六年ろ組

委員会対抗戦の段


 七松先輩の動きは速い。速いだけではなく重い。苦無にこれだけの重さを加えるなんてありえない。そのありえないことを当然のようにやってのけるのが七松先輩だ。
 寸鉄による不意打ちが得意な久々知の補助があっても、先輩との打ち合いは辛かった。食満先輩といい、七松先輩といい、六年生には力で攻める人が多い。
 先輩の一撃を受けた後は一々体勢が崩れる。久々知が不意打ちを仕掛けている間に、私は何とか体勢を整える。
「五十嵐、その制服の切れ方は袋槍かぁ?」
 余裕綽々な七松先輩はそんなことを尋ねてくる。
「嫌なこと思い出させないでくださいませんか」
 忍び刀を振って、苦無を流す。
「すまんすまん」
 絶対思っていないだろう、という笑顔で七松先輩はそう言った。
「五十嵐、足を引き摺っているな? また説教か?」
 この状態で私の足の怪我に気付くなんて信じられないが現実だ。
「いえ、これは食満先輩の後輩からの贈り物ですので、説教されたら逆ギレします」
 そうか、と先輩がニカッと笑った。何だかんだで、こっちの言い分はきちんと聞いてくれる先輩だ。
 それに、本当に怒ったら怖いのはもう一人の方だ。滅多に怒らないから色々やらかせるが、滅多に怒らない奴を怒らせるとまずいことになる。
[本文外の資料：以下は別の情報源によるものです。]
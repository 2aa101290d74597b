//! Organization identifier carried in licensing tokens and the `TollbitOrgCuid` header.

// std
use std::{borrow::Borrow, ops::Deref};
// self
use crate::_prelude::*;

/// Error returned when identifier validation fails.
#[derive(Clone, Debug, PartialEq, Eq, ThisError)]
pub enum IdentifierError {
	/// The identifier was empty.
	#[error("Organization identifier cannot be empty.")]
	Empty,
	/// The identifier contains control characters, which a header value cannot carry.
	#[error("Organization identifier contains control characters.")]
	ContainsControl,
}

/// Organization CUID issued by Tollbit.
///
/// Any non-empty string is accepted as long as it fits in a request header, so control
/// characters are the only content rejected. Validation also runs on deserialization, so an
/// identifier recovered from a decrypted token is always safe to place in a header.
#[derive(Clone, PartialEq, Eq, PartialOrd, Ord, Hash, Serialize, Deserialize)]
#[serde(try_from = "String", into = "String")]
pub struct OrganizationId(String);
impl OrganizationId {
	/// Creates a new identifier after validation.
	pub fn new(value: impl AsRef<str>) -> Result<Self, IdentifierError> {
		let view = value.as_ref();

		validate_view(view)?;

		Ok(Self(view.to_owned()))
	}
}
impl Deref for OrganizationId {
	type Target = str;

	fn deref(&self) -> &Self::Target {
		&self.0
	}
}
impl AsRef<str> for OrganizationId {
	fn as_ref(&self) -> &str {
		&self.0
	}
}
impl From<OrganizationId> for String {
	fn from(value: OrganizationId) -> Self {
		value.0
	}
}
impl TryFrom<String> for OrganizationId {
	type Error = IdentifierError;

	fn try_from(value: String) -> Result<Self, Self::Error> {
		validate_view(&value)?;

		Ok(Self(value))
	}
}
impl Borrow<str> for OrganizationId {
	fn borrow(&self) -> &str {
		&self.0
	}
}
impl Debug for OrganizationId {
	fn fmt(&self, f: &mut Formatter) -> FmtResult {
		write!(f, "Organization({})", self.0)
	}
}
impl Display for OrganizationId {
	fn fmt(&self, f: &mut Formatter) -> FmtResult {
		f.write_str(&self.0)
	}
}
impl FromStr for OrganizationId {
	type Err = IdentifierError;

	fn from_str(s: &str) -> Result<Self, Self::Err> {
		Self::new(s)
	}
}

fn validate_view(view: &str) -> Result<(), IdentifierError> {
	if view.is_empty() {
		return Err(IdentifierError::Empty);
	}
	if view.chars().any(char::is_control) {
		return Err(IdentifierError::ContainsControl);
	}

	Ok(())
}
 七松先輩の苦無をよろけながら流した丁度その時だった。首に縄が絡み付く。久々知が私の名前を強く呼んだ。七松先輩は私に背を向け、久々知に苦無を持って襲いかかる。私は縄を忍び刀で切って、七松先輩を追おうとした。
「……動くな」
 私の忍び刀よりも先に、首元に当てられたのは冷たい刃。私は動きを止めた。私の耳元で低く囁けるほど背の高い忍たまは限られる。
「中在家先輩、六年生委員長は組別ですか?」
 正直、そんなことを呟いている暇はない。私は良い。死にはしない。問題は久々知だ。い組は嫌いだが、怪我をされて良い気持ちはしない。
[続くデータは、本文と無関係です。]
// self
use crate::{
	_prelude::*,
	obs::{CallKind, FailureReason},
};

/// Type alias that resolves to an instrumented future when tracing is enabled.
#[cfg(feature = "tracing")]
pub type InstrumentedCall<F> = tracing::instrument::Instrumented<F>;
/// Passthrough future type when tracing is disabled.
#[cfg(not(feature = "tracing"))]
pub type InstrumentedCall<F> = F;

/// Span wrapping one client operation.
///
/// `target`, `status`, and `failure` start empty and are filled in as the call learns them,
/// so a span closed early (cancellation, codec failure) shows exactly how far the call got.
#[derive(Clone, Debug)]
pub struct CallSpan {
	#[cfg(feature = "tracing")]
	span: tracing::Span,
}
impl CallSpan {
	/// Creates a new span tagged with the provided call kind + stage.
	pub fn new(kind: CallKind, stage: &'static str) -> Self {
		#[cfg(feature = "tracing")]
		{
			let span = tracing::info_span!(
				"tollbit.call",
				call = kind.as_str(),
				stage,
				target = tracing::field::Empty,
				status = tracing::field::Empty,
				failure = tracing::field::Empty,
			);

			Self { span }
		}
		#[cfg(not(feature = "tracing"))]
		{
			let _ = (kind, stage);

			Self {}
		}
	}

	/// Records the canonical target the call addresses.
	pub fn record_target(&self, target: &str) {
		#[cfg(feature = "tracing")]
		self.span.record("target", target);
		#[cfg(not(feature = "tracing"))]
		let _ = target;
	}

	/// Records the HTTP status of the response.
	pub fn record_status(&self, status: u16) {
		#[cfg(feature = "tracing")]
		self.span.record("status", status);
		#[cfg(not(feature = "tracing"))]
		let _ = status;
	}

	/// Records the failure class of a finished call; successes leave the field empty.
	pub fn record_result<T>(&self, result: &Result<T>) {
		let Err(e) = result else { return };
		let reason = FailureReason::from_error(e);

		#[cfg(feature = "tracing")]
		{
			self.span.record("failure", reason.as_str());

			tracing::debug!(parent: &self.span, error = %e, "Licensing call failed.");
		}
		#[cfg(not(feature = "tracing"))]
		let _ = reason;
	}

	/// Enters the span for synchronous sections.
	pub fn entered(self) -> CallSpanGuard {
		#[cfg(feature = "tracing")]
		{
			CallSpanGuard { guard: self.span.entered() }
		}
		#[cfg(not(feature = "tracing"))]
		{
			let _ = self;

			CallSpanGuard {}
		}
	}

	/// Instruments an async block without holding a guard across `.await` points.
	pub fn instrument<Fut>(&self, fut: Fut) -> InstrumentedCall<Fut>
	where
		Fut: Future,
	{
		#[cfg(feature = "tracing")]
		{
			use tracing::Instrument;

			fut.instrument(self.span.clone())
		}
		#[cfg(not(feature = "tracing"))]
		{
			fut
		}
	}
}

/// RAII guard returned by [`CallSpan::entered`].
pub struct CallSpanGuard {
	#[cfg(feature = "tracing")]
	#[allow(dead_code)]
	guard: tracing::span::EnteredSpan,
}
impl Debug for CallSpanGuard {
	fn fmt(&self, f: &mut Formatter) -> FmtResult {
		f.write_str("CallSpanGuard(..)")
	}
}
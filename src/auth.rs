//! Client identity: organization identifiers and the shared secret.

pub mod id;
pub mod secret;

pub use id::*;
pub use secret::*;
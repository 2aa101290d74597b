//! Demonstrates generating a licensing token, fetching licensed content, and quoting a rate with
//! the default reqwest transport against a local mock of the licensing API.

// std
use std::time::Duration;
// crates.io
use color_eyre::Result;
use httpmock::prelude::*;
// self
use tollbit_client::{client::Client, license::TokenParams, url::Url};

#[tokio::main]
async fn main() -> Result<()> {
	color_eyre::install()?;

	let server = MockServer::start_async().await;
	let content_mock = server
		.mock_async(|when, then| {
			when.method(GET).path("/dev/v1/content/site.com/page").header_exists("TollbitToken");
			then.status(200).header("content-type", "application/json").body(
				r#"[{"content":{"header":"","main":"Licensed article body.","footer":""},"metadata":"","rate":{"priceMicros":500,"currency":"USD","licenseType":"ON_DEMAND_LICENSE","licensePath":"","error":""}}]"#,
			);
		})
		.await;
	let rate_mock = server
		.mock_async(|when, then| {
			when.method(GET).path("/dev/v1/rate/site.com/page");
			then.status(200).header("content-type", "application/json").body(
				r#"[{"priceMicros":500,"currency":"USD","licenseType":"ON_DEMAND_LICENSE","licensePath":"","error":""}]"#,
			);
		})
		.await;
	let client = Client::new("demo-secret", "org-demo", "DemoBot")?
		.with_api_base(Url::parse(&server.url("/dev/v1/"))?)?;
	let rate = client
		.get_rate(tokio::time::sleep(Duration::from_secs(5)), "https://www.site.com/page")
		.await?;

	println!(
		"Quoted {} micro-{} for a {} license.",
		rate.price_micros, rate.currency, rate.license_type
	);

	let content = client
		.get_content(
			tokio::time::sleep(Duration::from_secs(5)),
			TokenParams::new("https://www.site.com/page", rate.price_micros),
		)
		.await?;

	println!("Licensed content: {}", content.content.main);

	rate_mock.assert_async().await;
	content_mock.assert_async().await;

	Ok(())
}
 視線は包帯の巻かれた足にいく。ほどけそうでほどけない包帯。
「いやいやいや、体育と図書は反則だろう」
 横を見ると、竹谷が不破と平に挟まれて慌てていた。こっちは死にはしないだろう、と視線を前に戻すと、七松先輩が久々知を押し倒して、懐から巻物を奪っていた。七松先輩が巻物を掲げると、私の首元から刃が離れ縄が抜けた。私は慌てて久々知に駆け寄る。
 とりあえず、生死の確認をしなければいけない。何しろ七松先輩だ。
「……少し赤くなっている。すまん」
 ぼそぼそとした言葉が背後から聞こえた。
「全然痛くないんで、気にしないでください」
 ニィっと笑って中在家先輩の方を振り返った。中在家先輩は相変わらずの無表情だったが、大丈夫だろう。
「久々知、生きてる?」
 久々知を揺すり起こすと、久々知はゆっくりと瞼を開けた。
「巻き物盗られた」
 久々知は僅かに申し訳なさそうな顔をした。私に俯かれても困る。
「それは残念だったね」
 残念なのは私ではなくて久々知だ、と。
「とりあえず、あれを何とかしないと」
 おさらく巻物を取られたであろう竹谷と目を合わせる。
 私たちは火薬委員と生物委員を集めて、竹谷と久々知と下級生を庇うようにして騒ぎの中心を眺めた。そこにはいつの間にか、会計委員会がいた。会計委員会と体育委員会が争い、図書委員会が体育委員会を援護する。
「五十嵐、お前何とかしろよ」
「無理」
 竹谷の言葉に私は即答した。六年生の取っ組み合いに突っ込んでいく勇気は流石にない。それは勇気ではなく、無謀という。うちの学園の六年生、色々とおかしい。